Evaluation of depth filtration to remove prion challenge from an immune globulin preparation


Robert W. Van Holten, Ortho-Clinical Diagnostics, 1001 US Highway 202, PO Box 350, Raritan, New Jersey 08869, USA E-mail: rvanholt@ocdus.jnj.com


Background and Objectives Plasma-derived therapeutic proteins have the potential to contain transmissible spongiform encephalopathy (TSE) infectivity. This study evaluated the effectiveness and characterized the mechanism of abnormal prion protein removal during a depth-filtration step used in the manufacture of an immunoglobulin preparation.
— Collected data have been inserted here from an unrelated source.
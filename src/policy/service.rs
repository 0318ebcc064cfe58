// Service definitions: protocol plus port range, matched against a flow

use serde::{Deserialize, Deserializer, Serialize, Serializer};
use std::fmt;
use std::str::FromStr;

use crate::error::{AnalyzerError, AnalyzerResult};

#[derive(Debug, Clone, Copy, PartialEq, Eq, Hash, Serialize, Deserialize)]
#[serde(rename_all = "lowercase")]
pub enum Protocol {
    Tcp,
    Udp,
    Icmp,
    /// Wildcard, only meaningful inside a service definition
    Any,
}

impl Protocol {
    pub fn uses_ports(&self) -> bool {
        matches!(self, Protocol::Tcp | Protocol::Udp)
    }
}

impl fmt::Display for Protocol {
    fn fmt(&self, f: &mut fmt::Formatter<'_>) -> fmt::Result {
        let name = match self {
            Protocol::Tcp => "tcp",
            Protocol::Udp => "udp",
            Protocol::Icmp => "icmp",
            Protocol::Any => "any",
        };
        f.write_str(name)
    }
}

impl FromStr for Protocol {
    type Err = AnalyzerError;

    /// Names or IANA protocol numbers.
    fn from_str(input: &str) -> Result<Self, Self::Err> {
        match input.trim().to_lowercase().as_str() {
            "tcp" | "6" => Ok(Protocol::Tcp),
            "udp" | "17" => Ok(Protocol::Udp),
            "icmp" | "1" => Ok(Protocol::Icmp),
            "any" | "all" | "ip" | "0" => Ok(Protocol::Any),
            _ => Err(AnalyzerError::InvalidProtocol(input.to_string())),
        }
    }
}

/// Inclusive destination port range.
#[derive(Debug, Clone, Copy, PartialEq, Eq, Hash)]
pub struct PortRange {
    pub start: u16,
    pub end: u16,
}

impl PortRange {
    pub fn new(start: u16, end: u16) -> AnalyzerResult<Self> {
        let range = PortRange { start, end };
        range.validate()?;
        Ok(range)
    }

    pub fn single(port: u16) -> AnalyzerResult<Self> {
        PortRange::new(port, port)
    }

    pub fn contains(&self, port: u16) -> bool {
        port >= self.start && port <= self.end
    }

    pub fn validate(&self) -> AnalyzerResult<()> {
        if self.start == 0 || self.start > self.end {
            return Err(AnalyzerError::InvalidPortRange(self.to_string()));
        }
        Ok(())
    }
}

impl fmt::Display for PortRange {
    fn fmt(&self, f: &mut fmt::Formatter<'_>) -> fmt::Result {
        if self.start == self.end {
            write!(f, "{}", self.start)
        } else {
            write!(f, "{}-{}", self.start, self.end)
        }
    }
}

impl FromStr for PortRange {
    type Err = AnalyzerError;

    fn from_str(input: &str) -> Result<Self, Self::Err> {
        let invalid = || AnalyzerError::InvalidPortRange(input.to_string());
        let (start, end) = match input.trim().split_once('-') {
            Some((start, end)) => (start.trim(), end.trim()),
            None => (input.trim(), input.trim()),
        };
        let start: u16 = start.parse().map_err(|_| invalid())?;
        let end: u16 = end.parse().map_err(|_| invalid())?;
        PortRange::new(start, end).map_err(|_| invalid())
    }
}

impl Serialize for PortRange {
    fn serialize<S: Serializer>(&self, serializer: S) -> Result<S::Ok, S::Error> {
        serializer.collect_str(self)
    }
}

impl<'de> Deserialize<'de> for PortRange {
    fn deserialize<D: Deserializer<'de>>(deserializer: D) -> Result<Self, D::Error> {
        let raw = String::deserialize(deserializer)?;
        raw.parse().map_err(serde::de::Error::custom)
    }
}

/// One protocol/port pair of a service.
#[derive(Debug, Clone, PartialEq, Eq, Serialize, Deserialize)]
pub struct ServiceMember {
    pub protocol: Protocol,
    /// `None` covers every port of the protocol
    #[serde(default, skip_serializing_if = "Option::is_none")]
    pub ports: Option<PortRange>,
}

impl ServiceMember {
    pub fn matches(&self, protocol: Protocol, port: u16) -> bool {
        if self.protocol != Protocol::Any && self.protocol != protocol {
            return false;
        }
        if !protocol.uses_ports() {
            return true;
        }
        self.ports.is_none_or(|range| range.contains(port))
    }
}

#[derive(Debug, Clone, PartialEq, Eq, Serialize, Deserialize)]
pub struct ServiceDefinition {
    pub name: String,
    pub members: Vec<ServiceMember>,
}

impl ServiceDefinition {
    pub fn new(name: &str, members: Vec<ServiceMember>) -> Self {
        ServiceDefinition {
            name: name.to_string(),
            members,
        }
    }

    pub fn matches(&self, protocol: Protocol, port: u16) -> bool {
        self.members.iter().any(|m| m.matches(protocol, port))
    }
}

fn member(protocol: Protocol, start: u16, end: u16) -> ServiceMember {
    ServiceMember {
        protocol,
        ports: Some(PortRange { start, end }),
    }
}

fn all_ports(protocol: Protocol) -> ServiceMember {
    ServiceMember {
        protocol,
        ports: None,
    }
}

/// Named services visible to a device: its own definitions shadow the
/// predefined catalogue.
#[derive(Debug, Clone)]
pub struct ServiceCatalog {
    custom: Vec<ServiceDefinition>,
    builtin: Vec<ServiceDefinition>,
}

impl ServiceCatalog {
    pub fn new(custom: Vec<ServiceDefinition>) -> Self {
        ServiceCatalog {
            custom,
            builtin: builtin_services(),
        }
    }

    pub fn get(&self, name: &str) -> Option<&ServiceDefinition> {
        self.custom
            .iter()
            .chain(self.builtin.iter())
            .find(|s| s.name.eq_ignore_ascii_case(name))
    }
}

impl Default for ServiceCatalog {
    fn default() -> Self {
        ServiceCatalog::new(Vec::new())
    }
}

fn builtin_services() -> Vec<ServiceDefinition> {
    use Protocol::*;
    vec![
        ServiceDefinition::new("ALL", vec![all_ports(Any)]),
        ServiceDefinition::new("ALL_TCP", vec![all_ports(Tcp)]),
        ServiceDefinition::new("ALL_UDP", vec![all_ports(Udp)]),
        ServiceDefinition::new("ALL_ICMP", vec![all_ports(Icmp)]),
        ServiceDefinition::new("PING", vec![all_ports(Icmp)]),
        ServiceDefinition::new("FTP", vec![member(Tcp, 21, 21)]),
        ServiceDefinition::new("SSH", vec![member(Tcp, 22, 22)]),
        ServiceDefinition::new("TELNET", vec![member(Tcp, 23, 23)]),
        ServiceDefinition::new("SMTP", vec![member(Tcp, 25, 25)]),
        ServiceDefinition::new("DNS", vec![member(Tcp, 53, 53), member(Udp, 53, 53)]),
        ServiceDefinition::new("HTTP", vec![member(Tcp, 80, 80)]),
        ServiceDefinition::new("NTP", vec![member(Udp, 123, 123)]),
        ServiceDefinition::new("SNMP", vec![member(Udp, 161, 162)]),
        ServiceDefinition::new("HTTPS", vec![member(Tcp, 443, 443)]),
        ServiceDefinition::new("SMB", vec![member(Tcp, 445, 445)]),
        ServiceDefinition::new("SYSLOG", vec![member(Udp, 514, 514)]),
        ServiceDefinition::new("MYSQL", vec![member(Tcp, 3306, 3306)]),
        ServiceDefinition::new("RDP", vec![member(Tcp, 3389, 3389)]),
    ]
}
Materials and Methods Scrapie brain homogenate was treated with lysolecithin, sonicated and sequentially filtered through 0·45-, 0·22- and 0·1-µm membrane filters. The scrapie brain homogenate was then added (at a 1 : 51 dilution) to the Supernatant III fraction used in the manufacture of Rho(D) immune globulin (human). The spiked immunoglobulin preparation was then filtered through a depth filter under the same conditions used in full-scale production. After filtration, the depth filter was washed with hypertonic NaCl solutions to elute the abnormal prion protein (PrPSc) from the filter. A Western blot assay for PrPSc was used to quantify removal from the filtrate and recovery from the filter washes. A second run was performed whereby the PrPSc-spiked Supernatant III was filtered through a 0·22-µm membrane filter prior to depth filtration. A third run evaluated depth filtration of PrPSc in Tris-buffered saline (TBS).

Results The depth filter removed greater than four logs of PrPSc from the Supernatant III filtrate. A significant portion of the PrPSc could be recovered from the depth filter by elution with high-molarity NaCl solutions. Prefiltration (through a 0·22-µm membrane filter) of the spiked Supernatant III prior to depth filtration removed all detectable PrPSc. Depth filtration removed less than one log of PrPSc from TBS.

Conclusions Depth filtration appears to remove PrPSc from the immunoglobulin preparation by mechanical straining rather than by adsorption to the filter matrix. The immunoglobulin preparation caused the PrPSc to aggregate from particles < 0·1 µm in size to particles of > 0·22 µm, probably as a result of the presence of methanol in the preparation. The depth filter failed to remove PrPSc from a purely aqueous environment.